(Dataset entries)

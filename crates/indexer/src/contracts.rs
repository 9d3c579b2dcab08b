// Copyright 2026 Boundless Foundation, Inc.
//
// Licensed under the Apache License, Version 2.0 (the "License");
// you may not use this file except in compliance with the License.
// You may obtain a copy of the License at
//
//     http://www.apache.org/licenses/LICENSE-2.0
//
// Unless required by applicable law or agreed to in writing, software
// distributed under the License is distributed on an "AS IS" BASIS,
// WITHOUT WARRANTIES OR CONDITIONS OF ANY KIND, either express or implied.
// See the License for the specific language governing permissions and
// limitations under the License.

//! Solidity bindings for the staking contract events consumed by the indexer.

use alloy::{primitives::B256, sol, sol_types::SolEvent};

sol! {
    #[sol(all_derives)]
    interface IStakingContract {
        event Staked(
            address indexed user,
            uint256 amount,
            uint256 timestamp,
            uint256 newTotalStaked,
            uint256 currentRewardRate
        );

        event Withdrawn(
            address indexed user,
            uint256 amount,
            uint256 timestamp,
            uint256 newTotalStaked,
            uint256 currentRewardRate,
            uint256 rewardsAccrued
        );

        event EmergencyWithdrawn(
            address indexed user,
            uint256 amount,
            uint256 penalty,
            uint256 timestamp,
            uint256 newTotalStaked
        );

        event RewardsClaimed(
            address indexed user,
            uint256 amount,
            uint256 timestamp,
            uint256 newPendingRewards,
            uint256 totalStaked
        );
    }
}

/// Event signatures for staking contract events that are indexed.
pub const STAKING_EVENT_SIGNATURES: &[B256] = &[
    IStakingContract::Staked::SIGNATURE_HASH,
    IStakingContract::Withdrawn::SIGNATURE_HASH,
    IStakingContract::EmergencyWithdrawn::SIGNATURE_HASH,
    IStakingContract::RewardsClaimed::SIGNATURE_HASH,
];

#[cfg(test)]
mod tests {
    use super::*;
    use std::collections::HashSet;

    #[test]
    fn signatures_are_distinct() {
        let unique: HashSet<_> = STAKING_EVENT_SIGNATURES.iter().collect();
        assert_eq!(unique.len(), STAKING_EVENT_SIGNATURES.len());
    }

    #[test]
    fn signature_strings() {
        assert_eq!(
            IStakingContract::Staked::SIGNATURE,
            "Staked(address,uint256,uint256,uint256,uint256)"
        );
        assert_eq!(
            IStakingContract::EmergencyWithdrawn::SIGNATURE,
            "EmergencyWithdrawn(address,uint256,uint256,uint256,uint256)"
        );
    }
}
// Copyright 2026 Boundless Foundation, Inc.
//
// Licensed under the Apache License, Version 2.0 (the "License");
// you may not use this file except in compliance with the License.
// You may obtain a copy of the License at
//
//     http://www.apache.org/licenses/LICENSE-2.0
//
// Unless required by applicable law or agreed to in writing, software
// distributed under the License is distributed on an "AS IS" BASIS,
// WITHOUT WARRANTIES OR CONDITIONS OF ANY KIND, either express or implied.
// See the License for the specific language governing permissions and
// limitations under the License.

use anyhow::Result;
use clap::Parser;
use staking_indexer_api::{run, Args};

#[tokio::main]
async fn main() -> Result<()> {
    let args = Args::parse();

    if args.log_json {
        tracing_subscriber::fmt()
            .with_ansi(false)
            .with_env_filter(tracing_subscriber::EnvFilter::from_default_env())
            .json()
            .init();
    } else {
        tracing_subscriber::fmt()
            .with_env_filter(tracing_subscriber::EnvFilter::from_default_env())
            .init();
    }

    tracing::info!("Starting staking-indexer-api");

    run(&args).await
}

INSTRUCTIONS FOR THE TASK:
Please go over the data above and copy each line with "events" in it.

ANSWER FOR THIS EXERCISE:
//! Solidity bindings for the staking contract events consumed by the indexer.
/// Event signatures for staking contract events that are indexed.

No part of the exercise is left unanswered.